Extracted entries: Begin

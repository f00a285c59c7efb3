//! Test utilities for property-based testing
//!
//! This module provides generators and helpers for proptest.

#[cfg(test)]
pub mod generators {
    use proptest::prelude::*;

    /// Generate an HTTP(S) URL of a zip archive
    pub fn archive_url() -> impl Strategy<Value = String> {
        (
            prop_oneof!["https", "http"],
            "[a-z]{3,10}",
            "[a-z]{2,5}",
            proptest::option::of(1024u16..65535),
            "[a-z0-9-]{1,20}",
        )
            .prop_map(|(scheme, domain, tld, port, name)| match port {
                Some(port) => format!("{scheme}://{domain}.{tld}:{port}/{name}.zip"),
                None => format!("{scheme}://{domain}.{tld}/{name}.zip"),
            })
    }

    /// Generate a path inside an archive, zero to four directories deep
    pub fn archive_entry_path() -> impl Strategy<Value = String> {
        (
            proptest::collection::vec("[a-z0-9_.-]{1,12}", 0..4),
            "[a-z][a-z0-9_]{0,12}\\.(mpy|py|txt)",
        )
            .prop_map(|(dirs, file)| {
                let mut segments = dirs;
                segments.push(file);
                segments.join("/")
            })
    }

    /// Generate a volume label
    pub fn volume_label() -> impl Strategy<Value = String> {
        "[A-Z][A-Z0-9_]{0,10}"
    }
}

#[cfg(test)]
mod tests {
    use super::generators::*;
    use proptest::prelude::*;

    proptest! {
        #![proptest_config(ProptestConfig::with_cases(100))]

        #[test]
        fn test_archive_url_generator(url in archive_url()) {
            prop_assert!(url.starts_with("http"));
            prop_assert!(url.ends_with(".zip"));
        }

        #[test]
        fn test_archive_entry_path_generator(path in archive_entry_path()) {
            prop_assert!(!path.is_empty());
            prop_assert!(!path.contains("//"));
            prop_assert!(!path.contains(':'));
        }

        #[test]
        fn test_volume_label_generator(label in volume_label()) {
            prop_assert!(!label.is_empty());
            prop_assert!(label
                .chars()
                .all(|c| c.is_ascii_uppercase() || c.is_ascii_digit() || c == '_'));
        }
    }
}
//! Platform-specific directory management
//!
//! Locates the per-user configuration directory. Follows the XDG Base
//! Directory Specification on Linux and standard locations on macOS.
//!
//! `SOLFACTORY_CONFIG_DIR` overrides the default location.

use std::env;
use std::path::PathBuf;

/// Environment variable name for the config directory override
pub const ENV_CONFIG_DIR: &str = "SOLFACTORY_CONFIG_DIR";

/// Application name used in directory paths
const APP_NAME: &str = "solfactory";

/// Platform-specific directory provider for solfactory
#[derive(Debug, Clone)]
pub struct FactoryDirs {
    config_dir: PathBuf,
}

impl FactoryDirs {
    /// Create a new `FactoryDirs` instance
    ///
    /// Checks the environment first, then falls back to platform defaults.
    #[must_use]
    pub fn new() -> Self {
        Self {
            config_dir: Self::resolve_config_dir(),
        }
    }

    /// Create an instance rooted at an explicit config directory
    #[must_use]
    pub fn with_config_dir(config_dir: PathBuf) -> Self {
        Self { config_dir }
    }

    /// Get the config directory path
    ///
    /// - Linux: `$XDG_CONFIG_HOME/solfactory` or `~/.config/solfactory`
    /// - macOS: `~/Library/Application Support/solfactory`
    #[must_use]
    pub fn config_dir(&self) -> PathBuf {
        self.config_dir.clone()
    }

    /// Get the per-user config file path
    #[must_use]
    pub fn global_config_path(&self) -> PathBuf {
        self.config_dir.join("config.toml")
    }

    fn resolve_config_dir() -> PathBuf {
        if let Ok(path) = env::var(ENV_CONFIG_DIR) {
            return PathBuf::from(path);
        }

        Self::platform_config_dir()
    }

    fn platform_config_dir() -> PathBuf {
        dirs::config_dir()
            .map(|p| p.join(APP_NAME))
            .unwrap_or_else(|| {
                // Fallback to home directory
                dirs::home_dir()
                    .map(|h| h.join(".config").join(APP_NAME))
                    .unwrap_or_else(|| PathBuf::from(".").join(".config").join(APP_NAME))
            })
    }
}

impl Default for FactoryDirs {
    fn default() -> Self {
        Self::new()
    }
}
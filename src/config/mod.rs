//! Configuration and constants
//!
//! - [`defaults`] - Built-in values for labels, images and timings
//! - [`urls`] - Remote archive locations
//! - [`settings`] - The optional `solfactory.toml` file

pub mod defaults;
pub mod settings;
pub mod urls;

pub use settings::FactoryConfig;
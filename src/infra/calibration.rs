//! Calibration and test pass
//!
//! The procedure itself lives outside this tool; it is started as a command
//! and judged by its exit status. It inherits the terminal so the operator
//! can follow and answer it.

use std::path::PathBuf;
use std::process::Command;

use crate::config::FactoryConfig;
use crate::core::provision::Calibrator;
use crate::error::CalibrationError;

/// Runs the configured calibration command
#[derive(Debug, Clone)]
pub struct CommandCalibrator {
    command: Vec<String>,
    work_dir: PathBuf,
}

impl CommandCalibrator {
    pub fn new(command: Vec<String>, work_dir: PathBuf) -> Self {
        Self { command, work_dir }
    }

    pub fn from_config(config: &FactoryConfig) -> Self {
        Self::new(config.calibration_command(), config.work_dir())
    }
}

impl Calibrator for CommandCalibrator {
    fn run_calibration(&self) -> Result<(), CalibrationError> {
        let (program, args) = self
            .command
            .split_first()
            .ok_or(CalibrationError::EmptyCommand)?;
        let display = self.command.join(" ");

        let status = Command::new(program)
            .args(args)
            .current_dir(&self.work_dir)
            .status()
            .map_err(|e| CalibrationError::Spawn {
                command: display.clone(),
                error: e.to_string(),
            })?;

        if !status.success() {
            return Err(CalibrationError::Failed {
                command: display,
                status: status.to_string(),
            });
        }

        Ok(())
    }
}
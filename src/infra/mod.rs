//! Infrastructure layer
//!
//! Handles all I/O operations: network, filesystem, volumes and external
//! processes. This module is the only place where side effects occur.

pub mod calibration;
pub mod dirs;
pub mod download;
pub mod filesystem;
pub mod flasher;
pub mod prompt;
pub mod signal;
pub mod volume;
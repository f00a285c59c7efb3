//! Deployment manifest resolution
//!
//! Materializes every manifest entry under a target root, in manifest order:
//!
//! - archive entries are fetched, read from the zip in memory and written as
//!   `destination/<entry base name>`
//! - directories replace `destination/<dir name>` wholesale
//! - files are copied into `destination` when it is a directory, or to
//!   `destination` itself otherwise (rename)
//!
//! Bytecode caches are stripped from local source directories first. The
//! target is flushed after the last entry, also when an entry failed.

use std::collections::HashMap;
use std::path::{Path, PathBuf};

use crate::config::defaults;
use crate::core::manifest::{DeploymentManifest, ManifestEntry, SourceDescriptor};
use crate::error::{DownloadError, FactoryError, ManifestError};
use crate::infra::signal::CancelFlag;
use crate::infra::{download, filesystem};

/// Fetches raw archive bytes
#[allow(async_fn_in_trait)]
pub trait ArchiveFetcher {
    async fn fetch(&self, url: &str) -> Result<Vec<u8>, DownloadError>;
}

/// One materialized entry
#[derive(Debug, Clone, PartialEq, Eq)]
pub struct ResolvedEntry {
    /// Source as written in the manifest
    pub source: String,
    /// Final path on the target
    pub destination: PathBuf,
}

/// Result of a resolver run
#[derive(Debug, Default)]
pub struct ResolveReport {
    pub target_root: PathBuf,
    pub entries: Vec<ResolvedEntry>,
}

/// Resolves manifests using a given archive fetcher
pub struct ManifestResolver<F> {
    fetcher: F,
    cancel: CancelFlag,
}

impl<F: ArchiveFetcher> ManifestResolver<F> {
    pub fn new(fetcher: F) -> Self {
        Self {
            fetcher,
            cancel: CancelFlag::new(),
        }
    }

    /// Stop between entries once `cancel` is set
    #[must_use]
    pub fn with_cancel(mut self, cancel: CancelFlag) -> Self {
        self.cancel = cancel;
        self
    }

    pub fn fetcher(&self) -> &F {
        &self.fetcher
    }

    /// Materialize `manifest` under `target_root`
    pub async fn resolve(
        &self,
        manifest: &DeploymentManifest,
        target_root: &Path,
    ) -> Result<ResolveReport, FactoryError> {
        let mut report = ResolveReport {
            target_root: target_root.to_path_buf(),
            entries: Vec::with_capacity(manifest.len()),
        };
        let outcome = self.resolve_entries(manifest, target_root, &mut report).await;

        // Always flush, the volume may be unplugged right after we return
        let flushed = filesystem::flush(target_root);

        outcome?;
        flushed?;
        Ok(report)
    }

    async fn resolve_entries(
        &self,
        manifest: &DeploymentManifest,
        target_root: &Path,
        report: &mut ResolveReport,
    ) -> Result<(), FactoryError> {
        for dir in manifest.local_directories() {
            let removed = filesystem::clean_pycache(dir)?;
            if removed > 0 {
                tracing::debug!(
                    "Removed {removed} bytecode cache entries from {}",
                    dir.display()
                );
            }
        }

        filesystem::create_dir_all(&target_root.join(defaults::LIB_DIR))?;

        // Final paths produced so far, and whether a whole tree/archive made them
        let mut claimed: HashMap<PathBuf, bool> = HashMap::new();

        for entry in manifest.entries() {
            self.check_cancelled()?;
            let destination = self
                .resolve_entry(entry, target_root, &mut claimed)
                .await?;

            tracing::info!("Copied {} to {}", entry.source, destination.display());
            report.entries.push(ResolvedEntry {
                source: entry.source.to_string(),
                destination,
            });
        }

        Ok(())
    }

    fn check_cancelled(&self) -> Result<(), FactoryError> {
        if self.cancel.is_cancelled() {
            return Err(FactoryError::Interrupted);
        }
        Ok(())
    }

    async fn resolve_entry(
        &self,
        entry: &ManifestEntry,
        target_root: &Path,
        claimed: &mut HashMap<PathBuf, bool>,
    ) -> Result<PathBuf, FactoryError> {
        let dest_dir = entry.destination.under(target_root);

        match &entry.source {
            SourceDescriptor::RemoteArchiveEntry {
                archive_url,
                entry_path,
            } => {
                let final_path = dest_dir.join(base_name(&entry.source)?);
                claim(claimed, &entry.source, &final_path, true)?;

                let data = self.fetcher.fetch(archive_url).await?;
                self.check_cancelled()?;
                let content = download::read_zip_entry(archive_url, data, entry_path)?;
                filesystem::write_bytes(&final_path, &content)?;
                Ok(final_path)
            }
            SourceDescriptor::LocalDirectory(path) => {
                if !path.is_dir() {
                    return Err(ManifestError::SourceMissing { path: path.clone() }.into());
                }
                let final_path = dest_dir.join(base_name(&entry.source)?);
                claim(claimed, &entry.source, &final_path, true)?;

                if final_path.is_dir() {
                    filesystem::remove_dir_all(&final_path)?;
                } else if final_path.exists() {
                    filesystem::remove_file(&final_path)?;
                }
                filesystem::copy_dir_recursive(path, &final_path)?;
                Ok(final_path)
            }
            SourceDescriptor::LocalFile(path) => {
                if !path.is_file() {
                    return Err(ManifestError::SourceMissing { path: path.clone() }.into());
                }
                let final_path = if dest_dir.is_dir() {
                    dest_dir.join(base_name(&entry.source)?)
                } else {
                    dest_dir
                };
                claim(claimed, &entry.source, &final_path, false)?;

                if let Some(parent) = final_path.parent() {
                    filesystem::create_dir_all(parent)?;
                }
                filesystem::copy_file(path, &final_path)?;
                Ok(final_path)
            }
        }
    }
}

fn base_name(source: &SourceDescriptor) -> Result<String, ManifestError> {
    source.base_name().ok_or_else(|| ManifestError::NoBaseName {
        source_desc: source.to_string(),
    })
}

/// Record `path` as produced by `source`
///
/// Directory and archive entries may not land on a path any other entry
/// produced, and nothing may land on theirs.
fn claim(
    claimed: &mut HashMap<PathBuf, bool>,
    source: &SourceDescriptor,
    path: &Path,
    exclusive: bool,
) -> Result<(), ManifestError> {
    match claimed.get(path) {
        Some(&held_exclusively) if exclusive || held_exclusively => {
            Err(ManifestError::DestinationCollision {
                source_desc: source.to_string(),
                path: path.to_path_buf(),
            })
        }
        _ => {
            claimed.insert(path.to_path_buf(), exclusive);
            Ok(())
        }
    }
}
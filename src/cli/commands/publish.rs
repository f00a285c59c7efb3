//! CLI command implementation for `solfactory publish`

use anyhow::{Context, Result};

use crate::cli::output::{create_spinner, print_resolve_report, status};
use crate::config::FactoryConfig;
use crate::core::publish::publish;
use crate::core::resolver::ManifestResolver;
use crate::infra::download::HttpFetcher;

/// Execute the publish command
pub async fn execute(config: &FactoryConfig) -> Result<()> {
    let manifest = super::load_manifest(config)?;
    let distribution = config.distribution_dir();
    let resolver = ManifestResolver::new(HttpFetcher::new());

    let spinner = create_spinner(&format!("Publishing to {}...", distribution.display()));
    let result = publish(&resolver, &manifest, &distribution).await;
    spinner.finish_and_clear();

    let report = result
        .with_context(|| format!("Failed to publish to {}", distribution.display()))?;

    println!(
        "{} Published {} entries to {}",
        status::SUCCESS,
        report.entries.len(),
        distribution.display()
    );
    print_resolve_report(&report);

    Ok(())
}
//! Solfactory - factory provisioning for the Sol synthesizer module
//!
//! Flashes the bootloader and CircuitPython firmware, deploys the
//! application code and its libraries, and starts the calibration pass.
//!
//! # Architecture
//!
//! The crate is organized into several modules:
//!
//! - [`cli`] - Command-line interface parsing and output formatting
//! - [`core`] - Provisioning decisions and manifest resolution
//! - [`infra`] - Infrastructure layer (network, filesystem, volumes, processes)
//! - [`config`] - Configuration and constants
//! - [`error`] - Error types and handling

pub mod cli;
pub mod config;
pub mod core;
pub mod error;
pub mod infra;

#[cfg(test)]
pub mod test_utils;
//! Solfactory CLI - factory provisioning for the Sol synthesizer module
//!
//! Entry point for the solfactory command-line application.

use anyhow::Result;
use clap::Parser;

use solfactory::cli::output::display_error;
use solfactory::cli::Cli;

#[tokio::main(flavor = "current_thread")]
async fn main() -> Result<()> {
    // Initialize tracing subscriber
    tracing_subscriber::fmt()
        .with_env_filter(
            tracing_subscriber::EnvFilter::try_from_default_env()
                .unwrap_or_else(|_| tracing_subscriber::EnvFilter::new("info")),
        )
        .with_writer(std::io::stderr)
        .init();

    let cli = Cli::parse();

    // Run the selected mode and handle errors
    match cli.run().await {
        Ok(()) => Ok(()),
        Err(e) => {
            display_error(&e);
            std::process::exit(1);
        }
    }
}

Extracted entries: End

= Problem description =
The entries above hold the needed span. Transcribe exactly the lines from the one with "fn test_volume_label_generator(label in" to the one with "fn resolve_config_dir() ->", both included.

= Response below =
        fn test_volume_label_generator(label in volume_label()) {
            prop_assert!(!label.is_empty());
            prop_assert!(label
                .chars()
                .all(|c| c.is_ascii_uppercase() || c.is_ascii_digit() || c == '_'));
        }
    }
}
//! Platform-specific directory management
//!
//! Locates the per-user configuration directory. Follows the XDG Base
//! Directory Specification on Linux and standard locations on macOS.
//!
//! `SOLFACTORY_CONFIG_DIR` overrides the default location.

use std::env;
use std::path::PathBuf;

/// Environment variable name for the config directory override
pub const ENV_CONFIG_DIR: &str = "SOLFACTORY_CONFIG_DIR";

/// Application name used in directory paths
const APP_NAME: &str = "solfactory";

/// Platform-specific directory provider for solfactory
#[derive(Debug, Clone)]
pub struct FactoryDirs {
    config_dir: PathBuf,
}

impl FactoryDirs {
    /// Create a new `FactoryDirs` instance
    ///
    /// Checks the environment first, then falls back to platform defaults.
    #[must_use]
    pub fn new() -> Self {
        Self {
            config_dir: Self::resolve_config_dir(),
        }
    }

    /// Create an instance rooted at an explicit config directory
    #[must_use]
    pub fn with_config_dir(config_dir: PathBuf) -> Self {
        Self { config_dir }
    }

    /// Get the config directory path
    ///
    /// - Linux: `$XDG_CONFIG_HOME/solfactory` or `~/.config/solfactory`
    /// - macOS: `~/Library/Application Support/solfactory`
    #[must_use]
    pub fn config_dir(&self) -> PathBuf {
        self.config_dir.clone()
    }

    /// Get the per-user config file path
    #[must_use]
    pub fn global_config_path(&self) -> PathBuf {
        self.config_dir.join("config.toml")
    }

    fn resolve_config_dir() -> PathBuf {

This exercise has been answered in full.